富士山(山梨,静岡)
2026.07.19 (日)日帰り
真夏のツーリングは夜明け前に出発して、午前中の早々に帰宅するんだよ。そんなことをバイク乗りの友人が云っていた。そして、七月中旬になって、とうとう今年も猛暑の日々が到来した。有給休暇の月曜日を利用しての遠征予定日が、近づいている。
バイクに乗って遠くに移動して、山登りをする。決まっているのは、それくらいのことである。それでは何処に行くのかと考えてみるが、とにかくもの凄く暑いので、涼しい処に行きたいなあと云う漠然としたイメージしか浮かばない。思いつくのは信州の高山地帯で、まあ八ヶ岳辺りが妥当だろうと考える。考えてから、そんなに遠く迄バイクで往復出来るのだろうかとも思う。

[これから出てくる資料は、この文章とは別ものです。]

// ---------------------------------------------------------------------------
// Unit tests
// ---------------------------------------------------------------------------

#[cfg(test)]
mod tests {
    use super::*;
    use std::ffi::CString;

    fn new_client() -> *mut FfiHeroClient {
        let url = CString::new("http://localhost:3000").unwrap();
        let token = CString::new("tok").unwrap();
        let client = heroiq_client_new(url.as_ptr(), token.as_ptr());
        assert!(!client.is_null());
        client
    }

    fn text(s: *const c_char) -> String {
        unsafe { CStr::from_ptr(s) }.to_str().unwrap().to_string()
    }

    fn rows(rows: &FfiInfoRows) -> Vec<(String, String)> {
        if rows.len == 0 {
            return Vec::new();
        }
        unsafe { std::slice::from_raw_parts(rows.items, rows.len as usize) }
            .iter()
            .map(|r| (text(r.label), text(r.value)))
            .collect()
    }

    fn response(status: u16, body: &CString) -> FfiHttpResponse {
        FfiHttpResponse {
            status,
            body: body.as_ptr(),
        }
    }

    #[test]
    fn client_new_and_free() {
        heroiq_client_free(new_client());
    }

    #[test]
    fn client_new_null_returns_null() {
        let url = CString::new("http://localhost:3000").unwrap();
        assert!(heroiq_client_new(ptr::null(), url.as_ptr()).is_null());
        assert!(heroiq_client_new(url.as_ptr(), ptr::null()).is_null());
    }

    #[test]
    fn client_free_null_is_safe() {
        heroiq_client_free(ptr::null_mut());
    }

    #[test]
    fn build_search_encodes_query() {
        let client = new_client();
        let query = CString::new("iron man").unwrap();
        let req = heroiq_build_search(client, query.as_ptr());
        assert!(!req.is_null());

        let req_ref = unsafe { &*req };
        assert!(matches!(req_ref.method, FfiHttpMethod::Get));
        assert_eq!(text(req_ref.path), "http://localhost:3000/tok/search/iron%20man");
        assert!(req_ref.body.is_null());
        assert_eq!(req_ref.headers_len, 0);

        heroiq_free_request(req);
        heroiq_client_free(client);
    }

    #[test]
    fn build_lookup_appends_id() {
        let client = new_client();
        let id = CString::new("70").unwrap();
        let req = heroiq_build_lookup(client, id.as_ptr());
        assert!(!req.is_null());
        assert_eq!(text(unsafe { &*req }.path), "http://localhost:3000/tok/70");

        heroiq_free_request(req);
        heroiq_client_free(client);
    }

    #[test]
    fn build_with_null_arguments_returns_null() {
        let client = new_client();
        let id = CString::new("70").unwrap();
        assert!(heroiq_build_search(client, ptr::null()).is_null());
        assert!(heroiq_build_lookup(ptr::null(), id.as_ptr()).is_null());
        heroiq_client_free(client);
    }

    #[test]
    fn parse_search_two_hits() {
        let client = new_client();
        let body = CString::new(
            r#"{"response":"success","results-for":"batman","results":[
                {"id":"69","name":"Batman","image":{"url":"http://x/69.jpg"}},
                {"id":"70","name":"Batman","image":{"url":"http://x/70.jpg"}}
            ]}"#,
        )
        .unwrap();
        let result = heroiq_parse_search(client, &response(200, &body));
        let r = unsafe { &*result };
        assert_eq!(r.error_code, FfiErrorCode::Ok);
        assert!(r.error_message.is_null());
        assert_eq!(r.data_tag, FfiDataTag::HeroList);

        let list = unsafe { &*(r.data as *const FfiHeroList) };
        assert_eq!(list.len, 2);
        let items = unsafe { std::slice::from_raw_parts(list.items, list.len as usize) };
        assert_eq!(text(items[0].id), "69");
        assert_eq!(text(items[1].image_url), "http://x/70.jpg");

        heroiq_free_result(result);
        heroiq_client_free(client);
    }

    #[test]
    fn parse_search_miss_is_decode_error() {
        let client = new_client();
        let body = CString::new(r#"{"response":"error","error":"character with given name not found"}"#).unwrap();
        let result = heroiq_parse_search(client, &response(200, &body));
        let r = unsafe { &*result };
        assert_eq!(r.error_code, FfiErrorCode::Decode);
        assert!(text(r.error_message).contains("character with given name not found"));
        assert!(r.data.is_null());

        heroiq_free_result(result);
        heroiq_client_free(client);
    }

    #[test]
    fn parse_lookup_flattens_detail() {
        let client = new_client();
        let body = CString::new(
            r#"{"response":"success","id":"70","name":"Batman","image":{"url":"http://x/70.jpg"},
                "powerstats":{"intelligence":"null","combat":"100","power":"47"},
                "biography":{"full-name":"Bruce Wayne","aliases":["Insider","Matches Malone"],
                             "publisher":"DC Comics","alignment":"good"},
                "work":{"occupation":"Businessman","base":"-"}}"#,
        )
        .unwrap();
        let result = heroiq_parse_lookup(client, &response(200, &body));
        let r = unsafe { &*result };
        assert_eq!(r.error_code, FfiErrorCode::Ok);
        assert_eq!(r.data_tag, FfiDataTag::HeroDetail);

        let hero = unsafe { &*(r.data as *const FfiHeroDetail) };
        assert_eq!(text(hero.name), "Batman");
        assert_eq!(text(hero.real_name), "Bruce Wayne");
        assert_eq!(text(hero.publisher), "DC Comics");
        assert_eq!(hero.alignment, FfiAlignment::Good);
        assert_eq!(text(hero.alignment_label), "good");

        assert_eq!(hero.stats_len, 2);
        let stats = unsafe { std::slice::from_raw_parts(hero.stats, hero.stats_len as usize) };
        assert_eq!(text(stats[0].label), "Combat");
        assert_eq!(stats[0].value, 100);
        assert_eq!(stats[1].value, 47);

        assert_eq!(
            rows(&hero.biography),
            [
                ("Full Name".to_string(), "Bruce Wayne".to_string()),
                ("Aliases".to_string(), "Insider, Matches Malone".to_string()),
            ]
        );
        assert_eq!(rows(&hero.work)[0], ("Occupation".to_string(), "Businessman".to_string()));
        assert!(rows(&hero.connections).is_empty());
        assert!(hero.connections.items.is_null());

        heroiq_free_result(result);
        heroiq_client_free(client);
    }

    #[test]
    fn parse_lookup_not_found_carries_status() {
        let client = new_client();
        let body = CString::new("{}").unwrap();
        let result = heroiq_parse_lookup(client, &response(404, &body));
        let r = unsafe { &*result };
        assert_eq!(r.error_code, FfiErrorCode::Http);
        assert_eq!(r.http_status, 404);
        assert!(!r.error_message.is_null());
        assert_eq!(r.data_tag, FfiDataTag::None);

        heroiq_free_result(result);
        heroiq_client_free(client);
    }

    #[test]
    fn parse_lookup_missing_id_is_decode_error() {
        let client = new_client();
        let body = CString::new(r#"{"name":"Nobody","image":{"url":"u"}}"#).unwrap();
        let result = heroiq_parse_lookup(client, &response(200, &body));
        let r = unsafe { &*result };
        assert_eq!(r.error_code, FfiErrorCode::Decode);
        assert_eq!(r.http_status, 0);

        heroiq_free_result(result);
        heroiq_client_free(client);
    }

    #[test]
    fn parse_null_body_is_empty_body() {
        let client = new_client();
        let resp = FfiHttpResponse {
            status: 200,
            body: ptr::null(),
        };
        let result = heroiq_parse_search(client, &resp);
        assert_eq!(unsafe { &*result }.error_code, FfiErrorCode::Decode);

        heroiq_free_result(result);
        heroiq_client_free(client);
    }

    #[test]
    fn parse_null_client_returns_null_arg() {
        let body = CString::new("{}").unwrap();
        let result = heroiq_parse_search(ptr::null(), &response(200, &body));
        let r = unsafe { &*result };
        assert_eq!(r.error_code, FfiErrorCode::NullArg);
        assert_eq!(text(r.error_message), "null argument: client");

        heroiq_free_result(result);
    }

    #[test]
    fn parse_null_response_returns_null_arg() {
        let client = new_client();
        let result = heroiq_parse_lookup(client, ptr::null());
        assert_eq!(unsafe { &*result }.error_code, FfiErrorCode::NullArg);

        heroiq_free_result(result);
        heroiq_client_free(client);
    }

    #[test]
    fn free_request_null_is_safe() {
        heroiq_free_request(ptr::null_mut());
    }

    #[test]
    fn free_result_null_is_safe() {
        heroiq_free_result(ptr::null_mut());
    }

    #[test]
    fn free_string_null_is_safe() {
        heroiq_free_string(ptr::null_mut());
    }
}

前回の遠征では、富士山北麓の側火山と精進湖を巡る山を歩いた。八王子の友人宅にバイクを預けたので、其処から出発して道志みち経由で、山中湖を目指したのである。
結果としては、充分に満足出来る山旅だったけれど、富士五湖から横浜に帰る道のりが大変で、もの凄く疲れてしまった。その実感が残っているので、山梨県を越えて長野県迄をスーパーカブで往復すると云うことに、一抹の不安が過ぎる。

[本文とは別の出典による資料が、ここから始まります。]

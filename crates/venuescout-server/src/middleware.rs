use axum::{extract::Request, http::HeaderValue, middleware::Next, response::Response};
use uuid::Uuid;

/// Newtype wrapping a request ID string, stored as a request extension.
#[derive(Debug, Clone)]
pub struct RequestId(pub String);

/// Axum middleware that extracts or generates a request ID.
///
/// If the incoming request has an `x-request-id` header, that value is used.
/// Otherwise a new `UUIDv4` is generated. The ID is:
/// - Inserted into request extensions as [`RequestId`]
/// - Set on the response as the `x-request-id` header
pub async fn request_id(mut req: Request, next: Next) -> Response {
    let id = req
        .headers()
        .get("x-request-id")
        .and_then(|v| v.to_str().ok())
        .filter(|v| !v.is_empty() && v.len() <= 128)
        .map_or_else(|| Uuid::new_v4().to_string(), String::from);

    req.extensions_mut().insert(RequestId(id.clone()));

    let mut res = next.run(req).await;

    if let Ok(val) = HeaderValue::from_str(&id) {
        res.headers_mut().insert("x-request-id", val);
    }

    res
}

そして、土曜日の天候が怪しい。断続的では無さそうだが、午後になってからの降雨予報が出ている。土曜から月曜迄、三日間あれば長野県に赴くのも吝かでは無いと考えていたが、日曜日の出発に変更して気持ちが定まり、やっぱり今回も富士五湖を目的地とすることに決めた。

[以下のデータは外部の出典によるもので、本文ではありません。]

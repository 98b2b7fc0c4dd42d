//! Retry with exponential back-off and jitter for places API requests.
//!
//! Only transient conditions are retried: network failures, HTTP 429/5xx,
//! and the `UNKNOWN_ERROR` envelope status. Quota and permission failures
//! are returned immediately so a run does not burn more of the quota.

use std::future::Future;
use std::time::Duration;

use crate::error::PlacesError;

/// Returns `true` for errors that are worth retrying after a back-off delay.
pub(crate) fn is_retriable(err: &PlacesError) -> bool {
    match err {
        PlacesError::Http(e) => {
            e.is_timeout() || e.is_connect() || e.status().is_some_and(|s| s.is_server_error())
        }
        PlacesError::UnexpectedStatus { status, .. } => *status == 429 || *status >= 500,
        PlacesError::Rejected { status, .. } => status.is_transient(),
        PlacesError::Deserialize { .. }
        | PlacesError::InvalidBaseUrl { .. }
        | PlacesError::MissingApiKey => false,
    }
}

/// Runs `operation` with up to `max_retries` additional attempts on transient errors.
///
/// Back-off schedule with `backoff_base_ms = 500`:
///
/// | Attempt | Sleep before next attempt   |
/// |---------|-----------------------------|
/// | 1       | 500 ms × 2⁰ ± 25 % jitter   |
/// | 2       | 500 ms × 2¹ ± 25 % jitter   |
/// | 3       | 500 ms × 2² ± 25 % jitter   |
///
/// Delay is capped at 30 s. `max_retries = 0` makes a single attempt.
pub(crate) async fn retry_with_backoff<T, F, Fut>(
    max_retries: u32,
    backoff_base_ms: u64,
    mut operation: F,
) -> Result<T, PlacesError>
where
    F: FnMut() -> Fut,
    Fut: Future<Output = Result<T, PlacesError>>,
{
    const MAX_DELAY_MS: u64 = 30_000;
    let mut attempt = 0u32;
    loop {
        match operation().await {
            Ok(value) => return Ok(value),
            Err(err) => {
                if !is_retriable(&err) || attempt >= max_retries {
                    return Err(err);
                }
                attempt += 1;
                let computed = backoff_base_ms.saturating_mul(1u64 << (attempt - 1).min(10));
                let capped = computed.min(MAX_DELAY_MS);
                #[allow(
                    clippy::cast_possible_truncation,
                    clippy::cast_sign_loss,
                    clippy::cast_precision_loss
                )]
                let delay_ms = (capped as f64 * (rand::random::<f64>() * 0.5 + 0.75)) as u64;
                tracing::warn!(
                    attempt,
                    max_retries,
                    delay_ms,
                    error = %err,
                    "places API transient error, retrying after back-off"
                );
                tokio::time::sleep(Duration::from_millis(delay_ms)).await;
            }
        }
    }
}

#[cfg(test)]
mod tests {
    use std::sync::atomic::{AtomicU32, Ordering};
    use std::sync::Arc;

    use super::*;
    use crate::status::PlacesStatus;

    fn rejected(status: PlacesStatus) -> PlacesError {
        PlacesError::Rejected {
            status,
            message: None,
        }
    }

    #[test]
    fn quota_rejection_is_not_retriable() {
        assert!(!is_retriable(&rejected(PlacesStatus::OverQueryLimit)));
        assert!(!is_retriable(&rejected(PlacesStatus::RequestDenied)));
    }

    #[test]
    fn unknown_error_rejection_is_retriable() {
        assert!(is_retriable(&rejected(PlacesStatus::UnknownError)));
    }

    #[test]
    fn server_errors_and_429_are_retriable() {
        let status = |status| PlacesError::UnexpectedStatus {
            status,
            endpoint: "textsearch".to_owned(),
        };
        assert!(is_retriable(&status(429)));
        assert!(is_retriable(&status(503)));
        assert!(!is_retriable(&status(403)));
    }

    #[test]
    fn deserialize_error_is_not_retriable() {
        let source = serde_json::from_str::<()>("invalid").unwrap_err();
        assert!(!is_retriable(&PlacesError::Deserialize {
            context: "test".to_owned(),
            source,
        }));
    }

    #[tokio::test]
    async fn succeeds_immediately_on_first_try() {
        let calls = Arc::new(AtomicU32::new(0));
        let c = Arc::clone(&calls);
        let result = retry_with_backoff(3, 0, || {
            let c = Arc::clone(&c);
            async move {
                c.fetch_add(1, Ordering::SeqCst);
                Ok::<u32, PlacesError>(42)
            }
        })
        .await;
        assert_eq!(result.unwrap(), 42);
        assert_eq!(calls.load(Ordering::SeqCst), 1);
    }

    #[tokio::test]
    async fn retries_transient_status_then_succeeds() {
        let calls = Arc::new(AtomicU32::new(0));
        let c = Arc::clone(&calls);
        let result = retry_with_backoff(3, 0, || {
            let c = Arc::clone(&c);
            async move {
                let n = c.fetch_add(1, Ordering::SeqCst);
                if n < 2 {
                    Err(rejected(PlacesStatus::UnknownError))
                } else {
                    Ok::<u32, PlacesError>(99)
                }
            }
        })
        .await;
        assert_eq!(result.unwrap(), 99);
        assert_eq!(calls.load(Ordering::SeqCst), 3);
    }

    #[tokio::test]
    async fn zero_retries_makes_a_single_attempt() {
        let calls = Arc::new(AtomicU32::new(0));
        let c = Arc::clone(&calls);
        let result = retry_with_backoff(0, 0, || {
            let c = Arc::clone(&c);
            async move {
                c.fetch_add(1, Ordering::SeqCst);
                Err::<u32, _>(rejected(PlacesStatus::UnknownError))
            }
        })
        .await;
        assert_eq!(calls.load(Ordering::SeqCst), 1);
        assert!(matches!(result, Err(PlacesError::Rejected { .. })));
    }

    #[tokio::test]
    async fn does_not_retry_quota_exceeded() {
        let calls = Arc::new(AtomicU32::new(0));
        let c = Arc::clone(&calls);
        let result = retry_with_backoff(3, 0, || {
            let c = Arc::clone(&c);
            async move {
                c.fetch_add(1, Ordering::SeqCst);
                Err::<u32, _>(rejected(PlacesStatus::OverQueryLimit))
            }
        })
        .await;
        assert_eq!(
            calls.load(Ordering::SeqCst),
            1,
            "OVER_QUERY_LIMIT must not be retried"
        );
        assert!(matches!(
            result,
            Err(PlacesError::Rejected {
                status: PlacesStatus::OverQueryLimit,
                ..
            })
        ));
    }
}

現地の暑さがどんな感じなのかは判らないけれど、富士山の山肌を辿って、標高2000mくらい迄登れば、幾らなんでも涼しいだろう。それくらいの思案で、出発することにした。ビバーク地は、前回利用したズミの木周辺の林道沿いで充分かなと思う。
以上の顛末で、二回目のスーパーカブ遠征を実行することにした。当日は友人の箴言を遵守して、夜明け前に出発することにしよう。そうして午前三時にアラームを設定したのだが、案の定二度寝をしてしまい、一時間の寝坊で漸く起き上がった。
身支度は前日に整えており、直ぐに出立出来る筈なのに、結局バイクをスタートさせたのは午前五時で、とっくに夜は明けている。
まあ、のんびり行くとするか。独り言を呟きながら、遠心クラッチのギアを上げていく。それにしても、スーパーカブに乗り始めてから、ずいぶん独り言が多くなっているような気がする。それは、無名尾根をひとりで彷徨い歩いている時の心持ちと、なんとなく似ているような気もする。